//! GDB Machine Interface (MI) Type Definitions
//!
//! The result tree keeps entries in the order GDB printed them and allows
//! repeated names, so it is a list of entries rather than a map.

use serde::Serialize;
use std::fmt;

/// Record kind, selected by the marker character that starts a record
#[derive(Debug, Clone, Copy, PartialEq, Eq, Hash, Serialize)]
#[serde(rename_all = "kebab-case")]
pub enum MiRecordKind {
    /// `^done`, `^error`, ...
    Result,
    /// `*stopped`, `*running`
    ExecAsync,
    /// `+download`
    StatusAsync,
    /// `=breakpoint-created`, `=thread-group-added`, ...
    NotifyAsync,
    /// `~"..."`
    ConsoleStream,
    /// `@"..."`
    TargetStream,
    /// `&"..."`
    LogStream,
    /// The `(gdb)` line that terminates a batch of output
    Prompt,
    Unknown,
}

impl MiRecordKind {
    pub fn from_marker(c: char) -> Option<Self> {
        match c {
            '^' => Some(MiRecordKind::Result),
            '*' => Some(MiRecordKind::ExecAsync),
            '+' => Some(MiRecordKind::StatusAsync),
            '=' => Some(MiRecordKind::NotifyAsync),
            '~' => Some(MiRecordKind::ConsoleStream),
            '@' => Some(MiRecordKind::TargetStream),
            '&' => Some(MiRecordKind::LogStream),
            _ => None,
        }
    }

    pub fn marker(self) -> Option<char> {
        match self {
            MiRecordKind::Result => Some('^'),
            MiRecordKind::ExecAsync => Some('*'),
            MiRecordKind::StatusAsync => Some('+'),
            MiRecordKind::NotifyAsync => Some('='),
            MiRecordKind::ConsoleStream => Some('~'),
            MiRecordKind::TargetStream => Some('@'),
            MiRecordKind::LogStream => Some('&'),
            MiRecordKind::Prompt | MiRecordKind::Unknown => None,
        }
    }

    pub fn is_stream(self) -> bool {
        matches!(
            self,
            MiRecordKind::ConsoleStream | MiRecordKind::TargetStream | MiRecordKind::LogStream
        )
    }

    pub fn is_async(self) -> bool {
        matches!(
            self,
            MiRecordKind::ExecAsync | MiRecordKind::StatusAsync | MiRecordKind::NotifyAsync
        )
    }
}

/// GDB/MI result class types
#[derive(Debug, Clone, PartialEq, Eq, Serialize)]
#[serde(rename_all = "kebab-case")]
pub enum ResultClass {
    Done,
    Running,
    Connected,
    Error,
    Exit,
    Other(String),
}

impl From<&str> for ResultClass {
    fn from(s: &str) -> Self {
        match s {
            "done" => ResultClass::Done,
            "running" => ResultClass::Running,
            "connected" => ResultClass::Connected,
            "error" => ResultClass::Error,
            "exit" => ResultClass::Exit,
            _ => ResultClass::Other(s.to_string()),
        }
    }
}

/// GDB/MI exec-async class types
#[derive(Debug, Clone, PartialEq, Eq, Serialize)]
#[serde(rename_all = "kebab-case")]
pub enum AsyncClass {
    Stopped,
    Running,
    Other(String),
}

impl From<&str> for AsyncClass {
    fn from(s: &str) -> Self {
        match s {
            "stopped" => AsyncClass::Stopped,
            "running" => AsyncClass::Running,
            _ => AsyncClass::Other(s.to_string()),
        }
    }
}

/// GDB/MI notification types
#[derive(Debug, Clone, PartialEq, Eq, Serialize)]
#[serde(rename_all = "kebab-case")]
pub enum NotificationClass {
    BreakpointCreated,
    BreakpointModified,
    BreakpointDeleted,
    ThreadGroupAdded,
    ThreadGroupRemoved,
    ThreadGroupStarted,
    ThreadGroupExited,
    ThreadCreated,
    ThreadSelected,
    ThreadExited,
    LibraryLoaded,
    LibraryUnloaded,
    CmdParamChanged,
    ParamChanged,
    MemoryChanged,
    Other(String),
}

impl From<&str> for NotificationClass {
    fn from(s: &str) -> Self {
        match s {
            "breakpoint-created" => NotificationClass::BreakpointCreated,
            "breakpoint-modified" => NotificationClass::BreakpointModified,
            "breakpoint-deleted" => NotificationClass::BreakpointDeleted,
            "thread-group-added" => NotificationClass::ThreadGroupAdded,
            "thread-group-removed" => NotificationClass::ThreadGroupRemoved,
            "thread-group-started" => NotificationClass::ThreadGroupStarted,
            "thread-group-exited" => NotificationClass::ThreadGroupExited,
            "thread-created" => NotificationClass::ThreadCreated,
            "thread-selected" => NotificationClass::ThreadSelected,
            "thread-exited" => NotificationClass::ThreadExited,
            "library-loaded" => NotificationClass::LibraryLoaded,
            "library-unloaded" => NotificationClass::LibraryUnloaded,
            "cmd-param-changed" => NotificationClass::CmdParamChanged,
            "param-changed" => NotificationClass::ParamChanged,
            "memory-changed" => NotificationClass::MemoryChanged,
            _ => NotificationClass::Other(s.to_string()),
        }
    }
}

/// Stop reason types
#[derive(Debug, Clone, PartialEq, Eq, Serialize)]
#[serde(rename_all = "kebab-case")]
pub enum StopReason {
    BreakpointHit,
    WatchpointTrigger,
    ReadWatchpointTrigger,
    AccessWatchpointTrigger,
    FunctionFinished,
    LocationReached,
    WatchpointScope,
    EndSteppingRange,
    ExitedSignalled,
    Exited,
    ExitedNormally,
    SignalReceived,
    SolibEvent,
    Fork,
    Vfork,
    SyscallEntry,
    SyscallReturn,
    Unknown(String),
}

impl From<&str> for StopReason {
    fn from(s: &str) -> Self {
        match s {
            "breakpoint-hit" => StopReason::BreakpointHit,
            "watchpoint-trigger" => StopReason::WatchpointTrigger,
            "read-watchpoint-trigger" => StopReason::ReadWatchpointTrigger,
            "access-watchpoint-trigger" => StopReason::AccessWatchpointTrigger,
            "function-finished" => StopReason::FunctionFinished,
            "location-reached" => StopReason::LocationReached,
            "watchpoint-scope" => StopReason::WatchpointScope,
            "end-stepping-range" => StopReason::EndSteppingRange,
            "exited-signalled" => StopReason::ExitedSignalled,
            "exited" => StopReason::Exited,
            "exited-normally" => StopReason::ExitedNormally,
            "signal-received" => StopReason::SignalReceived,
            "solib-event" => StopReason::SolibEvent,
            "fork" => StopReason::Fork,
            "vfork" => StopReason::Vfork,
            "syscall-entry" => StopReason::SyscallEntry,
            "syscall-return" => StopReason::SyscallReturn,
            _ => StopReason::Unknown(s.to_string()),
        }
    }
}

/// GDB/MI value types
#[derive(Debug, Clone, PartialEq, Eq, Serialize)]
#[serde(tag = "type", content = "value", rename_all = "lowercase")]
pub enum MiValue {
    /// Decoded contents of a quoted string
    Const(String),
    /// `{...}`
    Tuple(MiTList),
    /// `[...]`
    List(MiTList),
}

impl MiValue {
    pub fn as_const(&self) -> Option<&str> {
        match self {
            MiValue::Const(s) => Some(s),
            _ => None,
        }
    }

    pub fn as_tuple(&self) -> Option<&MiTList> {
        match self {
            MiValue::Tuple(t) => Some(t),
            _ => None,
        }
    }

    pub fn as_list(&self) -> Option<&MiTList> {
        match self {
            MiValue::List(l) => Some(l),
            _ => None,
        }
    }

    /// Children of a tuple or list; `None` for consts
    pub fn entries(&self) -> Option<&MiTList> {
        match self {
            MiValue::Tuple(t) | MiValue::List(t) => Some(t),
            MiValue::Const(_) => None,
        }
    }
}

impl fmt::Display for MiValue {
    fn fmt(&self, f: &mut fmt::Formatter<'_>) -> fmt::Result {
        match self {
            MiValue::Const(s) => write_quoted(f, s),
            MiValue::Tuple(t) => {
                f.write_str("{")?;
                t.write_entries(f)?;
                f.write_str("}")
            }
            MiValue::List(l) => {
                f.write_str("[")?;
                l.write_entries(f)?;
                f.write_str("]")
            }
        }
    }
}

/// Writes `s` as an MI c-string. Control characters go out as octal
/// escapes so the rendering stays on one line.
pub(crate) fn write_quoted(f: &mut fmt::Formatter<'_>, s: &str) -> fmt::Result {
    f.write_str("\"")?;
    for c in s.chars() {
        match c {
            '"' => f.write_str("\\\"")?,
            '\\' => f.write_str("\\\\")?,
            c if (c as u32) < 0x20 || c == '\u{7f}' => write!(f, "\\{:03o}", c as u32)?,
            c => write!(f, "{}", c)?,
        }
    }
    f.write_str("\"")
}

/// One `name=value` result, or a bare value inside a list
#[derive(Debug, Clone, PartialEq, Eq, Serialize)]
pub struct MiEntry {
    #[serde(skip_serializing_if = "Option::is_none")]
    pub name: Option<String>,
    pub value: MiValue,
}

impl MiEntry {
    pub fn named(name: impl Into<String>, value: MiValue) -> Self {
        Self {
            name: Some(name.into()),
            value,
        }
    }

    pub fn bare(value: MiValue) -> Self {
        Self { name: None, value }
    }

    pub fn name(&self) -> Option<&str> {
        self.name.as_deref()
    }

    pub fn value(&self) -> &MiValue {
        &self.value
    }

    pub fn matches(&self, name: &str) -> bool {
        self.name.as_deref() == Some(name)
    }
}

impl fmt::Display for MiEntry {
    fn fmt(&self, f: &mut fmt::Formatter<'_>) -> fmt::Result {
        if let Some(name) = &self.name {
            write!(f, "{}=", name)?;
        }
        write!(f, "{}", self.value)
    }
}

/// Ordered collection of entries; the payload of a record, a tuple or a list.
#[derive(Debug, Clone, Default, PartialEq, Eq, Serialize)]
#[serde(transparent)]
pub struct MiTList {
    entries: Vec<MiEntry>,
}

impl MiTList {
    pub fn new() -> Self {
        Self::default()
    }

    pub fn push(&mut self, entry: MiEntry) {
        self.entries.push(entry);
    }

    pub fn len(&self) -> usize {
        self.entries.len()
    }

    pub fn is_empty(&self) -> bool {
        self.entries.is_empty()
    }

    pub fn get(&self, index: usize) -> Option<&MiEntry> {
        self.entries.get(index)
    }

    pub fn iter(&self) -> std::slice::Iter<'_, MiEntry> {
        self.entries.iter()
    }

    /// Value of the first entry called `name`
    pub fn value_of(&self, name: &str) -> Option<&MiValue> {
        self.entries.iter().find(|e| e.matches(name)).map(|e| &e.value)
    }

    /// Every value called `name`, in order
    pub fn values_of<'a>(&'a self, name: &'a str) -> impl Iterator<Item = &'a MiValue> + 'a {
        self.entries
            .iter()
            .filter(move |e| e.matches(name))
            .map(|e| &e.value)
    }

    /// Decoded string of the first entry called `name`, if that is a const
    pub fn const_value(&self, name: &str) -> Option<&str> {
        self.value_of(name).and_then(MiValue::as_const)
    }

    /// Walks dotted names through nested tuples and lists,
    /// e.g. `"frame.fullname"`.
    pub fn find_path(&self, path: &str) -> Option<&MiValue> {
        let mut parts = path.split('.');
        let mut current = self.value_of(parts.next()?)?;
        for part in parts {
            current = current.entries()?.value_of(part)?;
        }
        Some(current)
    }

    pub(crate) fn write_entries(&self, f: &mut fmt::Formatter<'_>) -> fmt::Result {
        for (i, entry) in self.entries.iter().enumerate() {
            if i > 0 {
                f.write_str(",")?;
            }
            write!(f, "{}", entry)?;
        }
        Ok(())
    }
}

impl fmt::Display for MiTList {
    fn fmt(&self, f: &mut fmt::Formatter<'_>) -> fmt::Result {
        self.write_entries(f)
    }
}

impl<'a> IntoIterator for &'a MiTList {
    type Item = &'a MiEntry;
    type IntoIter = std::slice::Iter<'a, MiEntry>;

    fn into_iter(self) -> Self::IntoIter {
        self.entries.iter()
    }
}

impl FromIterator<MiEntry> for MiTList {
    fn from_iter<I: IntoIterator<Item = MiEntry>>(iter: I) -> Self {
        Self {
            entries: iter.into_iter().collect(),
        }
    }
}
★ ★ ★ ★ ★ ★ ★
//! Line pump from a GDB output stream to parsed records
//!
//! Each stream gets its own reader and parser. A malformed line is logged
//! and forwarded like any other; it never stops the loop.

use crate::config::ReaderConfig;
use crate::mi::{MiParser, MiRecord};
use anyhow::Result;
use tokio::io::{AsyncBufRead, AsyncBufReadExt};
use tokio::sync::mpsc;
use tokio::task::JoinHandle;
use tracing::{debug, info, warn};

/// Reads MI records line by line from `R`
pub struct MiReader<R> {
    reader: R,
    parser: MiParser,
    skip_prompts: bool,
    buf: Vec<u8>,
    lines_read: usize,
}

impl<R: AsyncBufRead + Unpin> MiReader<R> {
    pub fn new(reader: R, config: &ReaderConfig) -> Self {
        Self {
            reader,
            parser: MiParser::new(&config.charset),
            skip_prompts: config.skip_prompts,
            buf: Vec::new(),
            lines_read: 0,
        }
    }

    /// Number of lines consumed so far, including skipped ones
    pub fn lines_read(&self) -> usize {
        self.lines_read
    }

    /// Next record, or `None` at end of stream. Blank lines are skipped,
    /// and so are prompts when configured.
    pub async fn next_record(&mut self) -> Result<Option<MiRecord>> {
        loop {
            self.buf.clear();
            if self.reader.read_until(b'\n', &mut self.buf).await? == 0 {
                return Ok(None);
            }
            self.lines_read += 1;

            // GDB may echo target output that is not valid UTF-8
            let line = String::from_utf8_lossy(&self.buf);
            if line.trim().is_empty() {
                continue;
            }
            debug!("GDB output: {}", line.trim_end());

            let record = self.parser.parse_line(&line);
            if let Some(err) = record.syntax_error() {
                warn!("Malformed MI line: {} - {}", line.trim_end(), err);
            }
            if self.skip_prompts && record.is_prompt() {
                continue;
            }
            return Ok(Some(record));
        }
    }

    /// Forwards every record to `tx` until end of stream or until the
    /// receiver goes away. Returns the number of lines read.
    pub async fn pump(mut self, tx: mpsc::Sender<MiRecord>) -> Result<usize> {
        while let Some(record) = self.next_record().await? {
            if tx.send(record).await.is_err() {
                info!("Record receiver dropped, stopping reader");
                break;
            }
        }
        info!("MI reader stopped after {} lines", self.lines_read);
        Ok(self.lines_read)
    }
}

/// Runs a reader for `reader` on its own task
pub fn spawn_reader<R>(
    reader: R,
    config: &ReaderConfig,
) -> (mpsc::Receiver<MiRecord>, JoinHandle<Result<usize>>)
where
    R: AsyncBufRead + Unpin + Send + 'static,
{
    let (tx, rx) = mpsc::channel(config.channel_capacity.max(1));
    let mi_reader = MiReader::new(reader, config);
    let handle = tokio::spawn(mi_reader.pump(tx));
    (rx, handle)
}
★ ★ ★ ★ ★ ★ ★
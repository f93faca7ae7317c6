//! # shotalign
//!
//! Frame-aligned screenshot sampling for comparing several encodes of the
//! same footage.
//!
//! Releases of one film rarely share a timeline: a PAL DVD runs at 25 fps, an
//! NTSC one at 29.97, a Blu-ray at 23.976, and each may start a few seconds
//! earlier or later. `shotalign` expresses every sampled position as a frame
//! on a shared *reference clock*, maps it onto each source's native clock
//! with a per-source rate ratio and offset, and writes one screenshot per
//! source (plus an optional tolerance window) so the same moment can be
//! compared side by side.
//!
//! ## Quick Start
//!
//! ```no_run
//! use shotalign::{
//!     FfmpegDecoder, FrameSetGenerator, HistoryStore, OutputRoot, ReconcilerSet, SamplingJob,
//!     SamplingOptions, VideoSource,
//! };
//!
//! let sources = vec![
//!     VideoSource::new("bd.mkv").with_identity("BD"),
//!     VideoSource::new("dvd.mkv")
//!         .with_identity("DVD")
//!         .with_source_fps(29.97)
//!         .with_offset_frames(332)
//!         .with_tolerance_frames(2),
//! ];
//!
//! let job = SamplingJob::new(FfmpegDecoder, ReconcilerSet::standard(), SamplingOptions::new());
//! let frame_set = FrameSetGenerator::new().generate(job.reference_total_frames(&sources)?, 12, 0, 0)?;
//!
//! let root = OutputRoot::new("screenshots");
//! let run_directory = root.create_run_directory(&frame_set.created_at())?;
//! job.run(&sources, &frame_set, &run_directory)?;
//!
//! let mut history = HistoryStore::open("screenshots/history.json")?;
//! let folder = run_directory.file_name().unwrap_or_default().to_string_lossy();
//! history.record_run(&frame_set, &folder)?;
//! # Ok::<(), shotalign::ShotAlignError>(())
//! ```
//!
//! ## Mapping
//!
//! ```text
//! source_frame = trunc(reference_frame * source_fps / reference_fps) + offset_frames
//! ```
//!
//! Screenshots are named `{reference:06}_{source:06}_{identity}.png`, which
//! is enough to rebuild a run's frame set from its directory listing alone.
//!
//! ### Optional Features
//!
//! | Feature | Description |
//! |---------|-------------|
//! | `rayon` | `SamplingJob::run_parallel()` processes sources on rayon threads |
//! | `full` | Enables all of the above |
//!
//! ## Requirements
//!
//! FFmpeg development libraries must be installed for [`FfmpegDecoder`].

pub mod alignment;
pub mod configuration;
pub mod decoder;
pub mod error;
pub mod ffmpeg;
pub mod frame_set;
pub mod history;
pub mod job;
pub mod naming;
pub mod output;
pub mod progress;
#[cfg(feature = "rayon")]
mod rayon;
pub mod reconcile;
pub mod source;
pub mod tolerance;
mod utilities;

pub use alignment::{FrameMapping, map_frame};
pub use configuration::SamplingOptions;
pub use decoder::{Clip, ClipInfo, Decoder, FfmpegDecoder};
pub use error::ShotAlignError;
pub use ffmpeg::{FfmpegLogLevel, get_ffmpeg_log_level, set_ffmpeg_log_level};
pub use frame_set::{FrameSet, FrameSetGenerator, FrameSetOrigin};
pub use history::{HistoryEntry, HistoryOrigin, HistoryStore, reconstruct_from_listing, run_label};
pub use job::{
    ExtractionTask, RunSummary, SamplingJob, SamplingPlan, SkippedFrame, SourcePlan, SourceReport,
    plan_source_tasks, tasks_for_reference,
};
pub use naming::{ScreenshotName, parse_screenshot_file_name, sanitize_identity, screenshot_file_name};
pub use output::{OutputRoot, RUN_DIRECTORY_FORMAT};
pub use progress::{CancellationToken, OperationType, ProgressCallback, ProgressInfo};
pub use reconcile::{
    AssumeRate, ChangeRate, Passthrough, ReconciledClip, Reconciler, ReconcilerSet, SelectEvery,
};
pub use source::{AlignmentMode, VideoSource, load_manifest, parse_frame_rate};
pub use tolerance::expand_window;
★ ★ ★ ★ ★ ★ ★
» What is needed:
Only the lines above starting at the one containing "pub use configuration::SamplingOptions;" and ending at the one containing "pub use tolerance::expand_window;", both included, are to be returned, exactly as they read.

» Your response:
pub use configuration::SamplingOptions;
pub use decoder::{Clip, ClipInfo, Decoder, FfmpegDecoder};
pub use error::ShotAlignError;
pub use ffmpeg::{FfmpegLogLevel, get_ffmpeg_log_level, set_ffmpeg_log_level};
pub use frame_set::{FrameSet, FrameSetGenerator, FrameSetOrigin};
pub use history::{HistoryEntry, HistoryOrigin, HistoryStore, reconstruct_from_listing, run_label};
pub use job::{
    ExtractionTask, RunSummary, SamplingJob, SamplingPlan, SkippedFrame, SourcePlan, SourceReport,
    plan_source_tasks, tasks_for_reference,
};
pub use naming::{ScreenshotName, parse_screenshot_file_name, sanitize_identity, screenshot_file_name};
pub use output::{OutputRoot, RUN_DIRECTORY_FORMAT};
pub use progress::{CancellationToken, OperationType, ProgressCallback, ProgressInfo};
pub use reconcile::{
    AssumeRate, ChangeRate, Passthrough, ReconciledClip, Reconciler, ReconcilerSet, SelectEvery,
};
pub use source::{AlignmentMode, VideoSource, load_manifest, parse_frame_rate};
pub use tolerance::expand_window;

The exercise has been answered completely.